Work order — Retype the whole listing below precisely.
● ● ●
//! Capability tags and the collections the registry indexes modules by.
//!
//! Help and settings capabilities are looked up by canonical key (a button
//! names the module it belongs to), so they live in a [`CapabilityMap`].
//! Migration, stats, user info and import/export are invoked for every module
//! that has them, so they live in a [`CapabilityList`].  Both keep the
//! configured load order.

use std::collections::HashMap;
use std::fmt;
use std::sync::Arc;

use crate::module::Module;

/// A named optional behaviour a module may opt into.
#[derive(Debug, Clone, Copy, PartialEq, Eq, Hash)]
pub enum Capability {
    Help,
    Migrate,
    Stats,
    UserInfo,
    ImportData,
    ExportData,
    ChatSettings,
    UserSettings,
}

impl Capability {
    pub const ALL: [Capability; 8] = [
        Self::Help,
        Self::Migrate,
        Self::Stats,
        Self::UserInfo,
        Self::ImportData,
        Self::ExportData,
        Self::ChatSettings,
        Self::UserSettings,
    ];

    pub fn as_str(&self) -> &'static str {
        match self {
            Self::Help => "help",
            Self::Migrate => "migrate",
            Self::Stats => "stats",
            Self::UserInfo => "user_info",
            Self::ImportData => "import_data",
            Self::ExportData => "export_data",
            Self::ChatSettings => "chat_settings",
            Self::UserSettings => "user_settings",
        }
    }
}

impl fmt::Display for Capability {
    fn fmt(&self, f: &mut fmt::Formatter<'_>) -> fmt::Result {
        f.write_str(self.as_str())
    }
}

// ─── CapabilityMap ───────────────────────────────────────────────────────────

/// Canonical key → module, iterated in insertion order.
#[derive(Clone, Default)]
pub struct CapabilityMap {
    entries: Vec<(String, Arc<Module>)>,
    index: HashMap<String, usize>,
}

impl CapabilityMap {
    pub fn new() -> Self {
        Self::default()
    }

    /// Inserts `module` under `key`.
    ///
    /// Returns `false` and leaves the map untouched if the key is taken.
    pub fn insert(&mut self, key: impl Into<String>, module: Arc<Module>) -> bool {
        let key = key.into();
        if self.index.contains_key(&key) {
            return false;
        }
        self.index.insert(key.clone(), self.entries.len());
        self.entries.push((key, module));
        true
    }

    /// Removes and returns the module under `key`.
    pub fn remove(&mut self, key: &str) -> Option<Arc<Module>> {
        let pos = self.index.remove(key)?;
        let (_, module) = self.entries.remove(pos);
        for slot in self.index.values_mut() {
            if *slot > pos {
                *slot -= 1;
            }
        }
        Some(module)
    }

    pub fn get(&self, key: &str) -> Option<&Arc<Module>> {
        self.index.get(key).map(|&i| &self.entries[i].1)
    }

    pub fn contains(&self, key: &str) -> bool {
        self.index.contains_key(key)
    }

    pub fn keys(&self) -> impl Iterator<Item = &str> {
        self.entries.iter().map(|(k, _)| k.as_str())
    }

    pub fn modules(&self) -> impl Iterator<Item = &Arc<Module>> {
        self.entries.iter().map(|(_, m)| m)
    }

    pub fn iter(&self) -> impl Iterator<Item = (&str, &Arc<Module>)> {
        self.entries.iter().map(|(k, m)| (k.as_str(), m))
    }

    pub fn len(&self) -> usize {
        self.entries.len()
    }

    pub fn is_empty(&self) -> bool {
        self.entries.is_empty()
    }
}

impl fmt::Debug for CapabilityMap {
    fn fmt(&self, f: &mut fmt::Formatter<'_>) -> fmt::Result {
        f.debug_list().entries(self.keys()).finish()
    }
}

// ─── CapabilityList ──────────────────────────────────────────────────────────

/// Modules invoked unconditionally, in load order.
#[derive(Clone, Default)]
pub struct CapabilityList {
    modules: Vec<Arc<Module>>,
}

impl CapabilityList {
    pub fn new() -> Self {
        Self::default()
    }

    pub fn push(&mut self, module: Arc<Module>) {
        self.modules.push(module);
    }

    pub fn iter(&self) -> impl Iterator<Item = &Arc<Module>> {
        self.modules.iter()
    }

    pub fn keys(&self) -> impl Iterator<Item = String> + '_ {
        self.modules.iter().map(|m| m.canonical_key())
    }

    pub fn len(&self) -> usize {
        self.modules.len()
    }

    pub fn is_empty(&self) -> bool {
        self.modules.is_empty()
    }
}

impl FromIterator<Arc<Module>> for CapabilityList {
    fn from_iter<I: IntoIterator<Item = Arc<Module>>>(iter: I) -> Self {
        Self {
            modules: iter.into_iter().collect(),
        }
    }
}

impl fmt::Debug for CapabilityList {
    fn fmt(&self, f: &mut fmt::Formatter<'_>) -> fmt::Result {
        f.debug_list().entries(self.keys()).finish()
    }
}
● ● ●
Answer space —
//! Capability tags and the collections the registry indexes modules by.
//!
//! Help and settings capabilities are looked up by canonical key (a button
//! names the module it belongs to), so they live in a [`CapabilityMap`].
//! Migration, stats, user info and import/export are invoked for every module
//! that has them, so they live in a [`CapabilityList`].  Both keep the
//! configured load order.

use std::collections::HashMap;
use std::fmt;
use std::sync::Arc;

use crate::module::Module;

/// A named optional behaviour a module may opt into.
#[derive(Debug, Clone, Copy, PartialEq, Eq, Hash)]
pub enum Capability {
    Help,
    Migrate,
    Stats,
    UserInfo,
    ImportData,
    ExportData,
    ChatSettings,
    UserSettings,
}

impl Capability {
    pub const ALL: [Capability; 8] = [
        Self::Help,
        Self::Migrate,
        Self::Stats,
        Self::UserInfo,
        Self::ImportData,
        Self::ExportData,
        Self::ChatSettings,
        Self::UserSettings,
    ];

    pub fn as_str(&self) -> &'static str {
        match self {
            Self::Help => "help",
            Self::Migrate => "migrate",
            Self::Stats => "stats",
            Self::UserInfo => "user_info",
            Self::ImportData => "import_data",
            Self::ExportData => "export_data",
            Self::ChatSettings => "chat_settings",
            Self::UserSettings => "user_settings",
        }
    }
}

impl fmt::Display for Capability {
    fn fmt(&self, f: &mut fmt::Formatter<'_>) -> fmt::Result {
        f.write_str(self.as_str())
    }
}

// ─── CapabilityMap ───────────────────────────────────────────────────────────

/// Canonical key → module, iterated in insertion order.
#[derive(Clone, Default)]
pub struct CapabilityMap {
    entries: Vec<(String, Arc<Module>)>,
    index: HashMap<String, usize>,
}

impl CapabilityMap {
    pub fn new() -> Self {
        Self::default()
    }

    /// Inserts `module` under `key`.
    ///
    /// Returns `false` and leaves the map untouched if the key is taken.
    pub fn insert(&mut self, key: impl Into<String>, module: Arc<Module>) -> bool {
        let key = key.into();
        if self.index.contains_key(&key) {
            return false;
        }
        self.index.insert(key.clone(), self.entries.len());
        self.entries.push((key, module));
        true
    }

    /// Removes and returns the module under `key`.
    pub fn remove(&mut self, key: &str) -> Option<Arc<Module>> {
        let pos = self.index.remove(key)?;
        let (_, module) = self.entries.remove(pos);
        for slot in self.index.values_mut() {
            if *slot > pos {
                *slot -= 1;
            }
        }
        Some(module)
    }

    pub fn get(&self, key: &str) -> Option<&Arc<Module>> {
        self.index.get(key).map(|&i| &self.entries[i].1)
    }

    pub fn contains(&self, key: &str) -> bool {
        self.index.contains_key(key)
    }

    pub fn keys(&self) -> impl Iterator<Item = &str> {
        self.entries.iter().map(|(k, _)| k.as_str())
    }

    pub fn modules(&self) -> impl Iterator<Item = &Arc<Module>> {
        self.entries.iter().map(|(_, m)| m)
    }

    pub fn iter(&self) -> impl Iterator<Item = (&str, &Arc<Module>)> {
        self.entries.iter().map(|(k, m)| (k.as_str(), m))
    }

    pub fn len(&self) -> usize {
        self.entries.len()
    }

    pub fn is_empty(&self) -> bool {
        self.entries.is_empty()
    }
}

impl fmt::Debug for CapabilityMap {
    fn fmt(&self, f: &mut fmt::Formatter<'_>) -> fmt::Result {
        f.debug_list().entries(self.keys()).finish()
    }
}

// ─── CapabilityList ──────────────────────────────────────────────────────────

/// Modules invoked unconditionally, in load order.
#[derive(Clone, Default)]
pub struct CapabilityList {
    modules: Vec<Arc<Module>>,
}

impl CapabilityList {
    pub fn new() -> Self {
        Self::default()
    }

    pub fn push(&mut self, module: Arc<Module>) {
        self.modules.push(module);
    }

    pub fn iter(&self) -> impl Iterator<Item = &Arc<Module>> {
        self.modules.iter()
    }

    pub fn keys(&self) -> impl Iterator<Item = String> + '_ {
        self.modules.iter().map(|m| m.canonical_key())
    }

    pub fn len(&self) -> usize {
        self.modules.len()
    }

    pub fn is_empty(&self) -> bool {
        self.modules.is_empty()
    }
}

impl FromIterator<Arc<Module>> for CapabilityList {
    fn from_iter<I: IntoIterator<Item = Arc<Module>>>(iter: I) -> Self {
        Self {
            modules: iter.into_iter().collect(),
        }
    }
}

impl fmt::Debug for CapabilityList {
    fn fmt(&self, f: &mut fmt::Formatter<'_>) -> fmt::Result {
        f.debug_list().entries(self.keys()).finish()
    }
}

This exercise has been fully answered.